Text annotation is the process that turns raw language into structured data that machine learning models can understand. This guide outlines the core annotation types, the workflows required to produce consistent training data, and the quality controls needed for scalable programs. Readers will leave with a clear framework for planning, executing, and evaluating text annotation in production environments.
You may have an intuitive grasp of language as a reader, but computer models must be trained to understand it. And while you, as a reader, may have improved your abilities over time, an AI model will only be as capable as the data it’s been trained on.
AI models learn to understand language via the process of text annotation.
Text annotation is when a piece of example writing is parsed and tagged such that an AI model can understand the input. For example, text annotation might identify the subject, object, actions, and sentiments in a piece of sample data.
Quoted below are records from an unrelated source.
mod args;

use anyhow::{Context, Result};
use fragtk_lib::fragment::{BarcodeWhitelist, FragmentReader};
use fragtk_lib::genome::read_genes_from_gtf;
use fragtk_lib::pipeline::preprocess::{import_fragments, write_qc, ImportOptions, TssIndex};
use fragtk_lib::utils::{self, Compression};
use log::info;

use crate::commands::common;

pub use args::{ImportArgs, ImportConfig};

/// Execute the `import` command end-to-end.
pub fn run_import(args: ImportArgs) -> Result<()> {
    let config: ImportConfig = args.into();
    config.validate()?;

    info!("Running fragtk import on {:?}", config.fragments);
    let threads = common::configure_global_thread_pool(config.threads)?;

    let mut options = ImportOptions::new(common::load_chrom_sizes(&config.chrom_sizes)?);
    options.min_num_fragments = config.min_fragments;
    options.shift_left = config.shift_left;
    options.shift_right = config.shift_right;
    options.mito_chroms = config.mito_chroms.clone();
    options.chunk_size = config.chunk_size;

    if let Some(path) = &config.whitelist {
        let whitelist = BarcodeWhitelist::from_file(path)
            .with_context(|| format!("Failed to read whitelist {}", path.display()))?;
        info!("Restricting import to {} whitelisted barcodes", whitelist.len());
        options.whitelist = Some(whitelist);
    }
    if let Some(path) = &config.gtf {
        let genes = read_genes_from_gtf(path)
            .with_context(|| format!("Failed to read annotation {}", path.display()))?;
        info!("Computing TSS enrichment over {} genes", genes.len());
        options.tss = Some(TssIndex::from_genes(&genes));
    }

    let reader = FragmentReader::from_path(&config.fragments)?;
    let imported = import_fragments(reader, &options)?;

    let output = common::ensure_gz_path(&config.output);
    utils::make_parent_dirs(&output)?;
    imported
        .store
        .write_fragments(&output, Compression::gzip().with_threads(threads))?;

    if let Some(qc_path) = &config.qc {
        utils::make_parent_dirs(qc_path)?;
        write_qc(qc_path, &imported.qc)?;
        info!("QC metrics -> {:?}", qc_path);
    }

    info!(
        "Import complete: {} cells, {} fragments -> {:?}",
        imported.store.n_obs(),
        imported.store.n_fragments(),
        output
    );
    Ok(())
}
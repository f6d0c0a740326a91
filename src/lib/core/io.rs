use anyhow::{Context, Result};
use flate2::read::MultiGzDecoder;
use grep_cli::stdout;
use gzp::{deflate::Gzip, Compression as GzLevel, ZBuilder};
use std::fs::File;
use std::io::{self, BufRead, BufReader, BufWriter, Write};
use std::path::Path;
use std::str::FromStr;
use termcolor::ColorChoice;

use super::fs::is_gzipped;

const READ_BUFFER: usize = 256 * 1024;

/// Gzip level used when none is requested.
pub const DEFAULT_GZIP_LEVEL: u32 = 6;
/// Highest level accepted by the gzip encoder.
pub const MAX_GZIP_LEVEL: u32 = 9;

/// Output compression for text files.
#[derive(Debug, Clone, Copy, PartialEq, Eq)]
pub enum Compression {
    None,
    Gzip { level: u32, threads: usize },
}

impl Compression {
    /// Gzip when the path carries a gzip extension, plain text otherwise.
    pub fn from_path<P: AsRef<Path>>(path: P) -> Self {
        if is_gzipped(path) {
            Compression::gzip()
        } else {
            Compression::None
        }
    }

    /// Single-threaded gzip at the default level.
    pub fn gzip() -> Self {
        Compression::Gzip {
            level: DEFAULT_GZIP_LEVEL,
            threads: 1,
        }
    }

    /// Same codec at another level; plain text is unaffected.
    pub fn with_level(self, level: u32) -> Self {
        match self {
            Compression::Gzip { threads, .. } => Compression::Gzip { level, threads },
            Compression::None => Compression::None,
        }
    }

    pub fn with_threads(self, threads: usize) -> Self {
        match self {
            Compression::Gzip { level, .. } => Compression::Gzip {
                level,
                threads: threads.max(1),
            },
            Compression::None => Compression::None,
        }
    }

    pub fn level(&self) -> Option<u32> {
        match self {
            Compression::Gzip { level, .. } => Some(*level),
            Compression::None => None,
        }
    }
}

impl FromStr for Compression {
    type Err = String;

    fn from_str(s: &str) -> std::result::Result<Self, Self::Err> {
        match s.to_ascii_lowercase().as_str() {
            "none" | "plain" => Ok(Compression::None),
            "gzip" | "gz" => Ok(Compression::gzip()),
            other => Err(format!("unknown compression: {}", other)),
        }
    }
}

/// Open a text source, transparently decompressing gzip/BGZF. `-` reads stdin.
pub fn open_for_read<P: AsRef<Path>>(path: P) -> Result<Box<dyn BufRead + Send>> {
    let path = path.as_ref();
    if path.to_str() == Some("-") {
        return Ok(Box::new(BufReader::with_capacity(READ_BUFFER, io::stdin())));
    }
    let file = File::open(path).with_context(|| format!("Failed to open {}", path.display()))?;
    if is_gzipped(path) {
        Ok(Box::new(BufReader::with_capacity(
            READ_BUFFER,
            MultiGzDecoder::new(file),
        )))
    } else {
        Ok(Box::new(BufReader::with_capacity(READ_BUFFER, file)))
    }
}

/// Open a text sink with optional gzip compression. `-` writes stdout.
pub fn open_for_write<P: AsRef<Path>>(
    path: P,
    compression: Compression,
) -> Result<Box<dyn Write>> {
    let path = path.as_ref();
    if path.to_str() == Some("-") {
        let writer = stdout(ColorChoice::Never);
        return Ok(wrap_compressed(writer, compression));
    }
    let file = File::create(path).with_context(|| format!("Failed to create {}", path.display()))?;
    Ok(wrap_compressed(BufWriter::new(file), compression))
}

fn wrap_compressed<W: Write + Send + 'static>(writer: W, compression: Compression) -> Box<dyn Write> {
    match compression {
        Compression::None => Box::new(writer),
        Compression::Gzip { level, threads } => Box::new(
            ZBuilder::<Gzip, _>::new()
                .num_threads(threads)
                .compression_level(GzLevel::new(level))
                .from_writer(writer),
        ),
    }
}

/// Build a tab-delimited reader over a file or stdin.
pub fn get_tsv_reader<P: AsRef<Path>>(
    path: P,
    has_headers: bool,
) -> Result<csv::Reader<Box<dyn BufRead + Send>>> {
    let reader = open_for_read(path)?;
    Ok(csv::ReaderBuilder::new()
        .delimiter(b'\t')
        .has_headers(has_headers)
        .comment(Some(b'#'))
        .flexible(true)
        .from_reader(reader))
}

/// Build a tab-delimited writer targeting a file or stdout.
pub fn get_writer<P: AsRef<Path>>(
    path: P,
    compression: Compression,
    write_headers: bool,
) -> Result<csv::Writer<Box<dyn Write>>> {
    let raw_writer = open_for_write(path, compression)?;
    Ok(csv::WriterBuilder::new()
        .delimiter(b'\t')
        .has_headers(write_headers)
        .from_writer(raw_writer))
}

#[cfg(test)]
mod tests {
    use super::*;
    use std::io::Read;

    #[test]
    fn gzip_round_trip_through_files() {
        let dir = tempfile::tempdir().unwrap();
        let path = dir.path().join("lines.txt.gz");
        {
            let mut writer = open_for_write(&path, Compression::from_path(&path)).unwrap();
            writeln!(writer, "chr1\t10\t20").unwrap();
            writeln!(writer, "chr2\t30\t40").unwrap();
            writer.flush().unwrap();
        }
        let mut raw = Vec::new();
        File::open(&path).unwrap().read_to_end(&mut raw).unwrap();
        assert_eq!(&raw[..2], &[0x1f, 0x8b]);

        let lines: Vec<String> = open_for_read(&path)
            .unwrap()
            .lines()
            .map(|l| l.unwrap())
            .collect();
        assert_eq!(lines, vec!["chr1\t10\t20", "chr2\t30\t40"]);
    }

    #[test]
    fn tsv_reader_skips_comments() {
        let dir = tempfile::tempdir().unwrap();
        let path = dir.path().join("sizes.tsv");
        std::fs::write(&path, "# header\nchr1\t100\nchr2\t50\n").unwrap();
        let mut reader = get_tsv_reader(&path, false).unwrap();
        let rows: Vec<csv::StringRecord> = reader.records().map(|r| r.unwrap()).collect();
        assert_eq!(rows.len(), 2);
        assert_eq!(&rows[1][0], "chr2");
    }

    #[test]
    fn compression_parsing() {
        assert_eq!("none".parse::<Compression>().unwrap(), Compression::None);
        assert!(matches!(
            "GZIP".parse::<Compression>().unwrap(),
            Compression::Gzip { .. }
        ));
        assert!("zstd".parse::<Compression>().is_err());
    }

    #[test]
    fn level_and_threads_only_touch_gzip() {
        let gz = Compression::gzip().with_level(1).with_threads(4);
        assert_eq!(gz, Compression::Gzip { level: 1, threads: 4 });
        assert_eq!(gz.level(), Some(1));
        assert_eq!(Compression::None.with_level(9), Compression::None);
        assert_eq!(Compression::None.level(), None);
    }

    #[test]
    fn higher_level_writes_smaller_files() {
        let dir = tempfile::tempdir().unwrap();
        let text: String = (0..2_000)
            .map(|i| format!("chr1\t{}\t{}\tAAACGGTT-1\t1\n", i * 10, i * 10 + 150))
            .collect();
        let size = |level: u32| {
            let path = dir.path().join(format!("l{}.tsv.gz", level));
            let mut w = open_for_write(&path, Compression::gzip().with_level(level)).unwrap();
            w.write_all(text.as_bytes()).unwrap();
            w.flush().unwrap();
            drop(w);
            std::fs::metadata(&path).unwrap().len()
        };
        assert!(size(9) < size(0));
    }
}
This guide covers the fundamental processes of text annotation and best practices for achieving high-quality results.
You’ll learn the different types of data annotation for text, plus workflows for each. You’ll also understand how to set up quality control and tooling to create more efficient processes with minimal rework. At the end, you’ll be ready to create your own machine-learning process that can reliably understand, translate, and generate text.
Text annotation is the process of categorizing natural language inputs to make them interpretable for Supervised Learning and Natural Language Processing (NLP) models. In other words, this process enables machines to read, understand, and respond to a variety of language samples.
Three fundamental actions are performed as part of text annotation:
Collectively, these labels, tags, and annotations form what’s known as metadata. Using metadata, machine learning algorithms can identify patterns in sample texts and interpret their content.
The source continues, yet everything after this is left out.